Binding of vanadium to human serum transferrin - voltammetric and spectrometric studies

Previous studies generally agree that in the blood serum vanadium is transported mainly by human serum transferrin (hTF). In this work through the combined use of electrochemical techniques, matrix-assisted laser desorption/ionization time of flight (MALDI-TOF) mass spectrometry and small-angle X-ray scattering (SAXS) data it is confirmed that both V^IV and V^V bind to apo-hTF and holo-hTF. The electrochemical behavior of solutions containing vanadate(V) solutions at pH = 7.0, analyzed by using two different voltammetric techniques, with different time windows, at a mercury electrode, Differential Pulse Polarography (DPP) and Cyclic Voltammetry (CV), is consistent with a stepwise reduction of V^V → V^IV and V^IV → V^II. Globally the voltammetric data are consistent with the formation of 2:1 complexes in the case of the system V^V-apo-hTF and both 1:1 and 2:1 complexes in the case of V^V-holo-hTF; the corresponding conditional formation constants were estimated.

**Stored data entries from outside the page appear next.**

use std::path::PathBuf;
use std::sync::Once;

use grounding_core::{
    update, AppState, BoundingBox, Chunk, Effect, Grounding, LoadTicket, Msg, PageLayout,
};

fn init_logging() {
    static INIT: Once = Once::new();
    INIT.call_once(engine_logging::initialize_for_tests);
}

fn chunk(key: &str, page: u32, bbox: Option<BoundingBox>) -> Chunk {
    Chunk {
        key: key.to_string(),
        text: format!("text {key}"),
        chunk_type: "text".to_string(),
        grounding: Some(Grounding { page, bbox }),
    }
}

fn two_page_chunks() -> Vec<Chunk> {
    vec![
        chunk("0", 0, Some(BoundingBox::new(0.1, 0.1, 0.5, 0.2))),
        chunk("1", 1, Some(BoundingBox::new(0.2, 0.3, 0.6, 0.4))),
    ]
}

fn layout() -> PageLayout {
    PageLayout {
        page_height_px: 1000.0,
        viewport_height_px: 600.0,
        page_count: 2,
    }
}

fn ticket_of(effects: &[Effect]) -> LoadTicket {
    effects
        .iter()
        .find_map(|effect| match effect {
            Effect::LoadChunks { ticket, .. } => Some(*ticket),
            _ => None,
        })
        .expect("load chunks effect")
}

/// Select `doc_id` and land `chunks` for it.
fn open_document(state: AppState, doc_id: &str, chunks: Vec<Chunk>) -> AppState {
    let (state, effects) = update(
        state,
        Msg::DocumentSelected {
            doc_id: doc_id.to_string(),
        },
    );
    let ticket = ticket_of(&effects);
    let (state, _) = update(
        state,
        Msg::ChunksLoaded {
            doc_id: doc_id.to_string(),
            ticket,
            result: Ok(chunks),
        },
    );
    state
}

fn viewport_scrolls(effects: &[Effect]) -> Vec<f64> {
    effects
        .iter()
        .filter_map(|effect| match effect {
            Effect::ScrollViewport { top_px } => Some(*top_px),
            _ => None,
        })
        .collect()
}

#[test]
fn selecting_document_loads_chunks_and_fetches_pages() {
    init_logging();
    let (state, effects) = update(
        AppState::new(),
        Msg::DocumentSelected {
            doc_id: "doc-a".to_string(),
        },
    );
    assert_eq!(
        effects,
        vec![
            Effect::LoadChunks {
                doc_id: "doc-a".to_string(),
                ticket: 1
            },
            Effect::FetchDocument {
                doc_id: "doc-a".to_string()
            },
        ]
    );
    let view = state.view();
    let active = view.active.expect("active document");
    assert!(active.loading_chunks);
    assert_eq!(active.display_name, "Document doc-a");
    assert!(view.chunks.is_empty());
}

#[test]
fn click_waits_for_layout_then_scrolls_to_region() {
    init_logging();
    let state = open_document(AppState::new(), "doc-a", two_page_chunks());

    let (state, effects) = update(state, Msg::ChunkClicked(1));
    assert_eq!(effects, vec![Effect::ScrollListToChunk { index: 1 }]);
    assert_eq!(state.view().selected_chunk, Some(1));

    let (state, effects) = update(state, Msg::PageLayoutMeasured(layout()));
    let scrolls = viewport_scrolls(&effects);
    assert_eq!(scrolls.len(), 1);
    // page 1, centre 0.35: 1016 + 350 - 300
    assert!((scrolls[0] - 1066.0).abs() < 1e-9);

    // Layout known: the next selection scrolls immediately.
    let (_state, effects) = update(state, Msg::ChunkClicked(0));
    assert_eq!(effects[0], Effect::ScrollListToChunk { index: 0 });
    assert_eq!(viewport_scrolls(&effects), vec![0.0]);
}

#[test]
fn clicking_selected_chunk_deselects_without_scrolling() {
    init_logging();
    let state = open_document(AppState::new(), "doc-a", two_page_chunks());
    let (state, _) = update(state, Msg::PageLayoutMeasured(layout()));

    let (state, _) = update(state, Msg::ChunkClicked(0));
    let (state, effects) = update(state, Msg::ChunkClicked(0));
    assert!(effects.is_empty());
    assert_eq!(state.view().selected_chunk, None);

    let (state, _) = update(state, Msg::ChunkClicked(0));
    let (state, _) = update(state, Msg::ChunkClicked(1));
    let view = state.view();
    assert_eq!(view.selected_chunk, Some(1));
    assert!(!view.chunks[0].selected);
    assert!(view.chunks[1].selected);
}

#[test]
fn chunk_without_valid_box_scrolls_list_only() {
    init_logging();
    let chunks = vec![
        chunk("0", 0, None),
        chunk("1", 0, Some(BoundingBox::new(0.6, 0.1, 0.5, 0.2))),
        Chunk {
            grounding: None,
            ..chunk("2", 0, None)
        },
    ];
    let state = open_document(AppState::new(), "doc-a", chunks);
    let (state, _) = update(state, Msg::PageLayoutMeasured(layout()));

    for index in 0..3 {
        let (next, effects) = update(state.clone(), Msg::ChunkClicked(index));
        assert_eq!(effects, vec![Effect::ScrollListToChunk { index }]);
        assert_eq!(next.view().selected_chunk, Some(index));
    }

    let view = state.view();
    assert!(view.overlays.is_empty());
    assert_eq!(view.chunks.len(), 3);
    assert_eq!(view.chunks[2].page_label, "N/A");
}

#[test]
fn overlays_are_percentages_of_the_page() {
    init_logging();
    let state = open_document(AppState::new(), "doc-a", two_page_chunks());
    let (state, _) = update(state, Msg::ChunkHoverStarted(1));
    let view = state.view();

    assert_eq!(view.overlays.len(), 2);
    let overlay = &view.overlays[1];
    assert_eq!(overlay.page, 1);
    assert!((overlay.left_pct - 20.0).abs() < 1e-9);
    assert!((overlay.top_pct - 30.0).abs() < 1e-9);
    assert!((overlay.width_pct - 40.0).abs() < 1e-9);
    assert!((overlay.height_pct - 10.0).abs() < 1e-9);
    assert!(overlay.hovered);
    assert!(!overlay.selected);

    let (state, _) = update(state, Msg::ChunkHoverEnded);
    assert_eq!(state.view().hovered_chunk, None);
}

#[test]
fn switching_document_resets_selection_and_replaces_chunks() {
    init_logging();
    let state = open_document(AppState::new(), "doc-a", two_page_chunks());
    let (state, _) = update(state, Msg::ChunkClicked(1));
    let (state, _) = update(state, Msg::ChunkHoverStarted(0));

    let (state, effects) = update(
        state,
        Msg::DocumentSelected {
            doc_id: "doc-b".to_string(),
        },
    );
    let view = state.view();
    assert_eq!(view.selected_chunk, None);
    assert_eq!(view.hovered_chunk, None);
    assert!(view.chunks.is_empty());

    let ticket = ticket_of(&effects);
    let (state, _) = update(
        state,
        Msg::ChunksLoaded {
            doc_id: "doc-b".to_string(),
            ticket,
            result: Ok(vec![chunk("b0", 3, None)]),
        },
    );
    let view = state.view();
    assert_eq!(view.chunks.len(), 1);
    assert_eq!(view.chunks[0].key, "b0");
    assert_eq!(view.chunks[0].page_label, "Page 4");
}

#[test]
fn late_response_for_previous_document_is_dropped() {
    init_logging();
    let (state, first) = update(
        AppState::new(),
        Msg::DocumentSelected {
            doc_id: "doc-a".to_string(),
        },
    );
    let (state, second) = update(
        state,
        Msg::DocumentSelected {
            doc_id: "doc-b".to_string(),
        },
    );

    let (state, effects) = update(
        state,
        Msg::ChunksLoaded {
            doc_id: "doc-a".to_string(),
            ticket: ticket_of(&first),
            result: Ok(two_page_chunks()),
        },
    );
    assert!(effects.is_empty());
    assert!(state.view().chunks.is_empty());

    let (state, _) = update(
        state,
        Msg::ChunksLoaded {
            doc_id: "doc-b".to_string(),
            ticket: ticket_of(&second),
            result: Ok(vec![chunk("b0", 0, None)]),
        },
    );
    assert_eq!(state.view().chunks.len(), 1);
}

#[test]
fn failed_load_surfaces_error_and_clears_other_document() {
    init_logging();
    let state = open_document(AppState::new(), "doc-a", two_page_chunks());

    // Reloading the same document keeps its list on failure.
    let (state, effects) = update(
        state,
        Msg::DocumentSelected {
            doc_id: "doc-a".to_string(),
        },
    );
    let (state, _) = update(
        state,
        Msg::ChunksLoaded {
            doc_id: "doc-a".to_string(),
            ticket: ticket_of(&effects),
            result: Err("boom".to_string()),
        },
    );
    let view = state.view();
    assert_eq!(view.chunks.len(), 2);
    assert!(view.banner.is_some());

    let (state, effects) = update(
        state,
        Msg::DocumentSelected {
            doc_id: "doc-b".to_string(),
        },
    );
    let (state, _) = update(
        state,
        Msg::ChunksLoaded {
            doc_id: "doc-b".to_string(),
            ticket: ticket_of(&effects),
            result: Err("gone".to_string()),
        },
    );
    let view = state.view();
    assert!(view.chunks.is_empty());
    assert!(view
        .banner
        .expect("banner")
        .message
        .contains("gone"));
    assert!(!view.active.expect("still active").loading_chunks);
}

#[test]
fn cached_document_triggers_layout_at_current_scale() {
    init_logging();
    let state = open_document(AppState::new(), "doc-a", two_page_chunks());
    let (state, _) = update(state, Msg::ZoomInClicked);
    let (state, effects) = update(
        state,
        Msg::DocumentCached {
            doc_id: "doc-a".to_string(),
            result: Ok(PathBuf::from("/tmp/doc-a.pdf")),
        },
    );
    assert_eq!(effects, vec![Effect::RelayoutPages { scale: 1.2 }]);

    let (state, effects) = update(state, Msg::ZoomOutClicked);
    assert_eq!(effects, vec![Effect::RelayoutPages { scale: 1.0 }]);

    // Same document again: pages are kept, only chunks reload.
    let (_state, effects) = update(
        state,
        Msg::DocumentSelected {
            doc_id: "doc-a".to_string(),
        },
    );
    assert_eq!(effects.len(), 1);
    assert!(matches!(effects[0], Effect::LoadChunks { .. }));
}

#[test]
fn clicks_out_of_range_are_ignored() {
    init_logging();
    let state = open_document(AppState::new(), "doc-a", two_page_chunks());
    let (mut state, _) = update(state, Msg::ChunkHoverStarted(9));
    state.consume_dirty();
    let (mut state, effects) = update(state, Msg::ChunkClicked(9));
    assert!(effects.is_empty());
    assert!(!state.consume_dirty());
    assert_eq!(state.view().selected_chunk, None);
}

MALDI-TOF mass spectrometric data carried out with samples of V^IVOSO₄ and apo-hTF and of NH₄V^VO₃ with both apo-hTF and holo-hTF with V:hTF ratios of 3:1 are consistent with the binding of vanadium to the proteins. Additionally the SAXS data suggest that both V^IVOSO₄ and NaV^VO₃ can effectively interact with human apo-transferrin, but for holo-hTF no clear evidence was obtained supporting the existence or the absence of protein-ligand interactions. This latter data suggest that the conformation of holo-hTF does not change in the presence of either V^IVOSO₄ or NH₄V^VO₃. Therefore, it is anticipated that V^IV or V^V bound to holo-hTF may be efficiently up-taken by the cells through receptor-mediated endocytosis of hTF.